April 10, 2009

Synonymous mutations not evolutionarily neutral

Synonymous mutations are changes in the DNA sequence that do not affect the type of amino acids produced. For this reason they have been thought of as neutral in terms of evolution and thus unaffected by selection (although see here for criticisms of tests using the synonymous/non-synonymous ratio to detect selection).

The new paper in Science shows how synonymous mutations affect gene expression, and thus phenotypes. From ScienceDaily:

Synonymous mutations do not change the amino-acid sequence of a protein, but they can nevertheless influence the amount of the protein that is produced. The researchers identified the mechanism underlying this regulation: synonymous mutations determine mRNA folding and thereby the eventual protein level. The researchers also identified a class of mutations that did not directly affect protein levels but slowed bacterial growth.

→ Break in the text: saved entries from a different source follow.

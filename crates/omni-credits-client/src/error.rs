//! Client error types.
//!
//! Business outcomes the caller is expected to branch on (insufficient
//! balance, event replay, unknown user) get their own variants; everything
//! else the server reports lands in the generic `Api` variant.

/// Errors that can occur when using the omni-credits client.
#[derive(Debug, thiserror::Error)]
pub enum ClientError {
    /// HTTP request failed.
    #[error("HTTP error: {0}")]
    Http(#[from] reqwest::Error),

    /// Insufficient credits for the charge.
    #[error("insufficient credits: balance={balance}, required={required}")]
    InsufficientCredits {
        /// Current balance.
        balance: i64,
        /// Required amount.
        required: i64,
    },

    /// The event id was already charged; the first charge stands.
    #[error("duplicate event: {message}")]
    DuplicateEvent {
        /// The server's message, carrying the event ID.
        message: String,
    },

    /// No account exists for the given user.
    #[error("unknown user")]
    UnknownUser,

    /// Any other error response from the server.
    #[error("API error: {code} - {message}")]
    Api {
        /// Stable error code.
        code: String,
        /// Error message.
        message: String,
        /// HTTP status code.
        status: u16,
    },

    /// Serialization error.
    #[error("serialization error: {0}")]
    Serialization(#[from] serde_json::Error),
}
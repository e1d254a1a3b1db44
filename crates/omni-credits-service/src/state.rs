//! Application state.

use std::sync::Arc;
use std::time::Duration;

use omni_credits_store::RocksStore;

use crate::config::ServiceConfig;
use crate::rate_limit::{spawn_sweeper, InMemoryRateLimiter, RateLimiter};
use crate::stripe::StripeClient;

/// Application state shared across handlers.
#[derive(Clone)]
pub struct AppState {
    /// The storage backend.
    pub store: Arc<RocksStore>,

    /// Service configuration.
    pub config: ServiceConfig,

    /// Stripe client for payments (optional).
    pub stripe: Option<Arc<StripeClient>>,

    /// Rate limiter for the estimate endpoint.
    pub rate_limiter: Arc<dyn RateLimiter>,
}

impl AppState {
    /// Create a new application state with the bundled in-memory rate
    /// limiter and its periodic sweep.
    ///
    /// Must be called from within a tokio runtime (the sweeper is spawned).
    #[must_use]
    pub fn new(store: Arc<RocksStore>, config: ServiceConfig) -> Self {
        let limiter = Arc::new(InMemoryRateLimiter::new(
            config.estimate_rate_limit_per_minute,
            Duration::from_secs(60),
        ));
        spawn_sweeper(limiter.clone(), Duration::from_secs(120));

        Self::with_rate_limiter(store, config, limiter)
    }

    /// Create application state with an injected rate limiter (shared-store
    /// implementations, or a noop limiter in tests).
    #[must_use]
    pub fn with_rate_limiter(
        store: Arc<RocksStore>,
        config: ServiceConfig,
        rate_limiter: Arc<dyn RateLimiter>,
    ) -> Self {
        // Create Stripe client if configured
        let stripe = config.stripe_api_key.as_ref().map(|key| {
            tracing::info!("Stripe integration enabled");
            Arc::new(StripeClient::new(key, config.stripe_webhook_secret.clone()))
        });

        if stripe.is_none() {
            tracing::warn!("Stripe not configured - purchases will not be available");
        }

        Self {
            store,
            config,
            stripe,
            rate_limiter,
        }
    }

    /// Check if Stripe is configured.
    #[must_use]
    pub fn has_stripe(&self) -> bool {
        self.stripe.is_some()
    }
}
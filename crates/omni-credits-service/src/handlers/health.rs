//! Liveness endpoint.

use axum::Json;
use serde::Serialize;

/// What `/health` reports.
#[derive(Debug, Serialize)]
pub struct HealthResponse {
    /// Always `"ok"` while the process serves requests.
    pub status: &'static str,
    /// Crate version, for deploy verification.
    pub version: &'static str,
}

/// Liveness probe; no dependencies are checked.
pub async fn health() -> Json<HealthResponse> {
    Json(HealthResponse {
        status: "ok",
        version: env!("CARGO_PKG_VERSION"),
    })
}
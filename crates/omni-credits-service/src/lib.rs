//! Omni-Credits HTTP API Service.
//!
//! This crate provides the HTTP API for the omni-credits service, including:
//!
//! - Account management with signup and referral bonuses
//! - Credit balance, transaction history and package purchases
//! - Usage estimates, authorization checks and charges
//! - Promo code validation and redemption
//! - Payment provider webhooks
//!
//! # Authentication
//!
//! The service supports two authentication methods:
//!
//! 1. **User JWT tokens** - For end-user requests (dashboard, tools UI)
//! 2. **Service API keys** - For service-to-service requests (tool backends)

#![forbid(unsafe_code)]
#![warn(missing_docs)]
#![warn(clippy::all)]
#![warn(clippy::pedantic)]
// Allow some pedantic lints that are noisy for Axum handler functions
#![allow(clippy::missing_errors_doc)] // Axum handlers all return Result
#![allow(clippy::unused_async)] // Handlers need async for consistency

pub mod auth;
pub mod config;
pub mod crypto;
pub mod error;
pub mod handlers;
pub mod locale;
pub mod rate_limit;
pub mod routes;
pub mod state;
pub mod stripe;

pub use config::ServiceConfig;
pub use error::ApiError;
pub use rate_limit::{InMemoryRateLimiter, NoopRateLimiter, RateLimiter};
pub use routes::create_router;
pub use state::AppState;
pub use stripe::{StripeClient, StripeError};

For biologists, these results fundamentally change the understanding of the role of synonymous mutations, which were previously considered evolutionarily neutral.


Science doi:10.1126/science.1170160

Coding-Sequence Determinants of Gene Expression in Escherichia coli

Grzegorz Kudla et al.

Abstract

Synonymous mutations do not alter encoded protein, but they can influence gene expression. To investigate how, we engineered a synthetic library of 154 genes that varied randomly at synonymous sites, but all encoded the same green fluorescent protein (GFP). When expressed in Escherichia coli, GFP protein levels varied 250-fold across the library. GFP messenger RNA (mRNA) levels, mRNA degradation patterns, and bacterial growth rates also varied, but codon bias did not correlate with gene expression. Rather, the stability of mRNA folding near the ribosomal binding site explained more than half the variation in protein levels. In our analysis, mRNA folding and associated rates of translation initiation play a predominant role in shaping expression levels of individual genes, whereas codon bias influences global translation efficiency and cellular fitness.

Link

1 comment:

AK said...

This should have been obvious. Although a similar mechanism may not exist in most Eukaryotes, there are other mechanisms that might. For instance, exact matching by microRNA segments might be thrown off by "synonymous" changes.

This points up the problems with such simplistic assumptions. Recent work in genetics contains many such assumptions, and it's likely that more of them will be overturned in the future.